This workflow uses a time series of SAR imagery to implement coefficient of variation (CV) for crop/non-crop classification using a Receiver Operating Characteristic (ROC) curve. The notebook statistically calculates the CV for a stack of time-series imagery. The CV output is then used to generate a ROC curve by using the USDA Cropland Data Layer (CDL) as ground truth. Pixels classified by the CDL as "Water" are masked and not used in classification because, water has a high variation measurement not comparable to the CV values of other non-cropland land covers and is often missclassified because of this. The statistic Youden's Index is calculated to detemine the ideal threshold on the curve to use for best classification results. The accuracy of the classification compared to the CDL as ground truth are calculated for the CV crop/non-crop classification. The classified image is exported as a Geotiff.
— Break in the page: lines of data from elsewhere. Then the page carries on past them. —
//! RSS and Atom item extraction.

use serde::{Deserialize, Serialize};

use super::attributes::{attribute, inner_html};
use super::dates::normalize_published;
use super::entities::decode_entities;
use super::selector::Selector;
use super::text::extract_text;
use crate::core::ResultCandidate;

/// One RSS `<item>` or Atom `<entry>`.
#[derive(Debug, Clone, Default, PartialEq, Eq, Serialize, Deserialize)]
pub struct FeedItem {
    /// Item title as plain text.
    pub title: String,
    /// Item link.
    pub link: String,
    /// Description, summary or content as plain text.
    pub description: String,
    /// Raw publication date as sent by the feed.
    pub published: Option<String>,
    /// Author name.
    pub author: Option<String>,
}

impl FeedItem {
    /// Converts into a result candidate, normalizing the date.
    #[must_use]
    pub fn into_candidate(self) -> ResultCandidate {
        let mut candidate = ResultCandidate::new()
            .with_url(self.link)
            .with_title(self.title)
            .with_content(self.description);
        if let Some(published) = self.published.as_deref() {
            candidate = candidate.with_published(published);
        }
        if let Some(author) = self.author {
            candidate = candidate.with_author(author);
        }
        candidate
    }

    /// The publication date normalized to `YYYY-MM-DDTHH:MM:SSZ`.
    #[must_use]
    pub fn published_normalized(&self) -> Option<String> {
        self.published.as_deref().and_then(normalize_published)
    }
}

/// Extracts every RSS `<item>` and Atom `<entry>` from a feed document.
#[must_use]
pub fn feed_items(xml: &str) -> Vec<FeedItem> {
    let mut items = Vec::new();
    for tag in ["item", "entry"] {
        let Ok(selector) = Selector::parse(tag) else {
            continue;
        };
        items.extend(selector.xml().find_all(xml).into_iter().map(parse_item));
    }
    items
}

fn parse_item(element: &str) -> FeedItem {
    let body = inner_html(element);

    FeedItem {
        title: child_text(body, "title").unwrap_or_default(),
        link: item_link(body).unwrap_or_default(),
        description: ["description", "summary", "content", "content:encoded"]
            .iter()
            .find_map(|tag| child_text(body, tag))
            .unwrap_or_default(),
        published: ["pubDate", "published", "updated", "dc:date"]
            .iter()
            .find_map(|tag| child_text(body, tag)),
        author: child(body, "author")
            .and_then(|author| child_text(inner_html(author), "name").or_else(|| text_of(author)))
            .or_else(|| child_text(body, "dc:creator")),
    }
}

/// RSS `<link>text</link>` or Atom `<link href="..."/>`, preferring
/// `rel="alternate"`.
fn item_link(body: &str) -> Option<String> {
    let links = Selector::parse("link").ok()?.xml().find_all(body);
    let alternate = links.iter().find(|l| {
        attribute(l, "rel").map_or(true, |rel| rel.eq_ignore_ascii_case("alternate"))
    });
    let chosen = alternate.or_else(|| links.first())?;
    attribute(chosen, "href")
        .filter(|href| !href.trim().is_empty())
        .or_else(|| text_of(chosen))
}

fn child<'a>(body: &'a str, tag: &str) -> Option<&'a str> {
    Selector::parse(tag).ok()?.xml().find_first(body)
}

fn child_text(body: &str, tag: &str) -> Option<String> {
    child(body, tag).and_then(text_of)
}

/// Plain text of an element, unwrapping CDATA and entity-escaped markup.
fn text_of(element: &str) -> Option<String> {
    let inner = inner_html(element).trim();
    let raw = inner
        .strip_prefix("<![CDATA[")
        .and_then(|rest| rest.strip_suffix("]]>"))
        .unwrap_or(inner);
    let text = if !raw.contains('<') && raw.contains("&lt;") {
        extract_text(&decode_entities(raw))
    } else {
        extract_text(raw)
    };
    (!text.is_empty()).then_some(text)
}
//! Visible-text extraction from HTML fragments.

use super::entities::decode_entities;

/// Tags whose whole body is invisible and removed along with the tag.
const RAW_TEXT_TAGS: &[&str] = &["script", "style"];

/// Tags that separate words when rendered; they become a single space.
const BLOCK_TAGS: &[&str] = &[
    "address", "article", "aside", "blockquote", "br", "dd", "div", "dl", "dt", "figcaption",
    "footer", "h1", "h2", "h3", "h4", "h5", "h6", "header", "hr", "li", "main", "nav", "ol",
    "p", "pre", "section", "table", "td", "th", "tr", "ul",
];

/// Extracts the visible text of an HTML fragment.
///
/// Tags are removed (block-level tags leave a space behind), `<script>` and
/// `<style>` bodies and comments are removed entirely, entities are decoded
/// and whitespace runs collapse to a single space. An unterminated `<` stops
/// tag stripping and the remainder is kept as text.
#[must_use]
pub fn extract_text(html: &str) -> String {
    collapse_whitespace(&decode_entities(&strip_tags(html)))
}

/// Removes markup without decoding entities or touching whitespace.
#[must_use]
pub fn strip_tags(html: &str) -> String {
    if !html.contains('<') {
        return html.to_string();
    }

    let lower = html.to_ascii_lowercase();
    let mut out = String::with_capacity(html.len());
    let mut pos = 0;

    while let Some(rel) = html[pos..].find('<') {
        let lt = pos + rel;
        out.push_str(&html[pos..lt]);

        if !starts_tag(&html[lt + 1..]) {
            out.push('<');
            pos = lt + 1;
            continue;
        }

        if lower[lt..].starts_with("<!--") {
            match lower[lt + 4..].find("-->") {
                Some(end) => {
                    pos = lt + 4 + end + 3;
                    continue;
                }
                None => return out,
            }
        }

        let Some(gt_rel) = html[lt..].find('>') else {
            out.push_str(&html[lt..]);
            return out;
        };
        let gt = lt + gt_rel;
        let name = tag_name(&lower[lt + 1..gt]);
        let closing = lower[lt + 1..].starts_with('/');
        pos = gt + 1;

        if !closing && RAW_TEXT_TAGS.contains(&name) && !html[..gt].ends_with('/') {
            let close = format!("</{name}");
            match lower[pos..].find(&close) {
                Some(rel_close) => {
                    let close_start = pos + rel_close;
                    pos = lower[close_start..]
                        .find('>')
                        .map_or(html.len(), |g| close_start + g + 1);
                }
                None => return out,
            }
            out.push(' ');
        } else if BLOCK_TAGS.contains(&name) {
            out.push(' ');
        }
    }

    out.push_str(&html[pos..]);
    out
}

/// Collapses whitespace runs to one space and trims.
#[must_use]
pub fn collapse_whitespace(text: &str) -> String {
    text.split_whitespace().collect::<Vec<_>>().join(" ")
}

/// Whether the text after a `<` looks like markup rather than a literal.
fn starts_tag(after_lt: &str) -> bool {
    after_lt
        .chars()
        .next()
        .is_some_and(|c| c.is_ascii_alphabetic() || matches!(c, '/' | '!' | '?'))
}

/// Lowercased tag name from the inside of `<...>`.
fn tag_name(inner: &str) -> &str {
    let inner = inner.trim_start_matches('/');
    let end = inner
        .find(|c: char| c.is_ascii_whitespace() || c == '/' || c == '>')
        .unwrap_or(inner.len());
    &inner[..end]
}

#[cfg(test)]
mod tests {
    use super::*;

    #[test]
    fn test_strips_nested_tags() {
        assert_eq!(
            extract_text("<div class=\"r\"><a href=\"/x\"><b>Rust</b> Lang</a></div>"),
            "Rust Lang"
        );
        assert_eq!(extract_text("<b>hello</b> world"), "hello world");
    }

    #[test]
    fn test_block_tags_separate_words() {
        assert_eq!(extract_text("<p>one</p><p>two</p>"), "one two");
        assert_eq!(extract_text("line<br/>break"), "line break");
        assert_eq!(extract_text("in<em>line</em>"), "inline");
    }

    #[test]
    fn test_script_and_style_bodies_removed() {
        let html = "<p>before</p><script type=\"text/javascript\">var x = '<b>hidden</b>';</script>\
                    <STYLE>.a { color: red }</STYLE><p>after</p>";
        assert_eq!(extract_text(html), "before after");
    }

    #[test]
    fn test_unterminated_script_drops_rest() {
        assert_eq!(extract_text("shown<script>never closed"), "shown");
    }

    #[test]
    fn test_comments_removed() {
        assert_eq!(extract_text("a<!-- <b>x</b> -->b"), "ab");
    }

    #[test]
    fn test_decodes_entities_after_stripping() {
        assert_eq!(extract_text("<i>Tom &amp; Jerry</i>&nbsp;&lt;3"), "Tom & Jerry <3");
        // an escaped tag is text, not markup
        assert_eq!(extract_text("&lt;b&gt;bold&lt;/b&gt;"), "<b>bold</b>");
    }

    #[test]
    fn test_unterminated_tag_keeps_remainder() {
        assert_eq!(extract_text("kept <a href=\"x\" broken"), "kept <a href=\"x\" broken");
    }

    #[test]
    fn test_literal_less_than() {
        assert_eq!(extract_text("1 < 2 and 3 > 2"), "1 < 2 and 3 > 2");
    }

    #[test]
    fn test_collapses_whitespace() {
        assert_eq!(extract_text("  a\n\t  b   "), "a b");
        assert_eq!(extract_text(""), "");
        assert_eq!(extract_text("<br><br>"), "");
    }
}
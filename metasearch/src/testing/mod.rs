//! Testing utilities for engine adapters.
//!
//! This module provides:
//! - Sample provider bodies (HTML, JSON-LD, JSON API, RSS, CAPTCHA)
//! - Schema assertions for adapter output

mod assertions;
mod fixtures;

pub use assertions::{
    assert_canonical_duration, assert_empty_results, assert_result_urls, assert_result_valid,
    assert_results_valid,
};
pub use fixtures::{
    result_page, CAPTCHA_PAGE_HTML, JSON_LD_PAGE_HTML, LINK_ONLY_HTML, RESULT_PAGE_HTML,
    RSS_FEED_XML, VIDEO_API_JSON,
};
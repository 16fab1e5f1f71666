//! Adapter contract.
//!
//! Every adapter describes itself through an [`EngineConfig`] and turns a
//! query into a [`RequestConfig`], then a fetched body into
//! [`EngineResults`]. Fetching itself belongs to the caller.

use std::time::Duration;

use crate::config::EngineConfig;
use crate::core::{
    Category, EngineParams, EngineResults, EngineTraits, RequestConfig, ResultDefaults,
};
use crate::errors::{MetasearchError, Result};

/// A single search provider adapter.
pub trait Engine: Send + Sync {
    /// Static configuration.
    fn config(&self) -> &EngineConfig;

    /// Builds the outbound request.
    fn build_request(&self, query: &str, params: &EngineParams) -> Result<RequestConfig>;

    /// Parses a fetched body. Never fails; unusable bodies yield empty results.
    fn parse_response(&self, body: &str, params: &EngineParams) -> EngineResults;

    /// Engine name.
    fn name(&self) -> &str {
        &self.config().name
    }

    /// Short identifier.
    fn shortcut(&self) -> &str {
        &self.config().shortcut
    }

    /// Categories served.
    fn categories(&self) -> &[Category] {
        &self.config().categories
    }

    /// Whether `page > 1` is supported.
    fn supports_paging(&self) -> bool {
        self.config().paging
    }

    /// Highest page served, if bounded.
    fn max_page(&self) -> Option<u32> {
        self.config().max_page
    }

    /// Request timeout.
    fn timeout(&self) -> Duration {
        self.config().timeout()
    }

    /// Ranking weight.
    fn weight(&self) -> f64 {
        self.config().weight
    }

    /// Whether the engine is disabled.
    fn disabled(&self) -> bool {
        self.config().disabled
    }

    /// Locale to provider language and region tables.
    fn traits(&self) -> &EngineTraits {
        &self.config().traits
    }

    /// Values stamped on every result this engine produces.
    fn result_defaults(&self) -> ResultDefaults {
        self.config().result_defaults()
    }

    /// Validates the query, then builds the request.
    fn prepare_request(&self, query: &str, params: &EngineParams) -> Result<RequestConfig>
    where
        Self: Sized,
    {
        validate_request(self, query, params)?;
        self.build_request(query.trim(), params)
    }
}

/// Checks a query against an engine's capabilities before building a request.
///
/// # Errors
///
/// Returns `MetasearchError::EngineDisabled` for a disabled engine and
/// `MetasearchError::InvalidParams` for an empty query, a page the engine
/// cannot serve, or invalid params.
pub fn validate_request(engine: &dyn Engine, query: &str, params: &EngineParams) -> Result<()> {
    if engine.disabled() {
        return Err(MetasearchError::EngineDisabled(engine.name().to_string()));
    }
    if query.trim().is_empty() {
        return Err(MetasearchError::invalid_params("query is empty"));
    }
    params.validate()?;
    if params.page > 1 && !engine.supports_paging() {
        return Err(MetasearchError::invalid_params(format!(
            "engine '{}' does not support paging",
            engine.name()
        )));
    }
    if let Some(max) = engine.max_page() {
        if params.page > max {
            return Err(MetasearchError::invalid_params(format!(
                "page {} exceeds engine '{}' limit of {max}",
                params.page,
                engine.name()
            )));
        }
    }
    tracing::trace!(engine = engine.name(), page = params.page, "Request validated");
    Ok(())
}
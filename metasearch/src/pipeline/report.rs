//! What happened during one pipeline run.

use serde::{Deserialize, Serialize};

use super::strategy::StrategyKind;

/// How a run ended.
#[derive(Debug, Clone, PartialEq, Eq, Serialize, Deserialize)]
#[serde(tag = "outcome", rename_all = "snake_case")]
pub enum PipelineOutcome {
    /// The body matched a bot-detection marker; no strategy ran.
    Blocked {
        /// The marker that matched.
        marker: String,
    },
    /// A strategy produced results.
    Resolved {
        /// Name of the winning strategy.
        strategy: String,
        /// Its reliability class.
        kind: StrategyKind,
    },
    /// Every strategy came back empty.
    Empty,
}

/// Diagnostics for one run, for orchestrators that log on their own.
#[derive(Debug, Clone, PartialEq, Serialize, Deserialize)]
pub struct PipelineReport {
    /// How the run ended.
    #[serde(flatten)]
    pub outcome: PipelineOutcome,
    /// Strategies executed, in order.
    pub strategies_tried: Vec<String>,
    /// Items dropped across all executed strategies.
    pub skipped_items: usize,
    /// Wall time in milliseconds.
    pub duration_ms: f64,
}

impl PipelineReport {
    /// Whether the body was a blocking page.
    #[must_use]
    pub fn is_blocked(&self) -> bool {
        matches!(self.outcome, PipelineOutcome::Blocked { .. })
    }

    /// Name of the winning strategy, if any.
    #[must_use]
    pub fn resolved_by(&self) -> Option<&str> {
        match &self.outcome {
            PipelineOutcome::Resolved { strategy, .. } => Some(strategy),
            _ => None,
        }
    }
}

#[cfg(test)]
mod tests {
    use super::*;

    #[test]
    fn test_report_serialization() {
        let report = PipelineReport {
            outcome: PipelineOutcome::Resolved {
                strategy: "json-ld".to_string(),
                kind: StrategyKind::JsonLd,
            },
            strategies_tried: vec!["api".to_string(), "json-ld".to_string()],
            skipped_items: 1,
            duration_ms: 0.5,
        };
        let json = serde_json::to_value(&report).unwrap();
        assert_eq!(json["outcome"], "resolved");
        assert_eq!(json["strategy"], "json-ld");
        assert_eq!(json["kind"], "json_ld");
        assert_eq!(report.resolved_by(), Some("json-ld"));
        assert!(!report.is_blocked());
    }

    #[test]
    fn test_blocked_report() {
        let report = PipelineReport {
            outcome: PipelineOutcome::Blocked {
                marker: "/sorry/index".to_string(),
            },
            strategies_tried: Vec::new(),
            skipped_items: 0,
            duration_ms: 0.0,
        };
        assert!(report.is_blocked());
        assert_eq!(report.resolved_by(), None);
    }
}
A CSV file is exported containing accuracy statistics for the classification.
Coefficient of Variation is calculated by: Standard Deviation/Mean
Created by: Shannon Rose, Microwave Remote Sensing Labratory (MIRSL) Unuversity of Massachusetts- Amherst
Datasets needed:
Timeseries of SAR imagery
CDL available at https://nassgeodata.gmu.edu/CropScape/
This code was written and best used within Jupyter Notebook, but can be used anywhere python code can be run.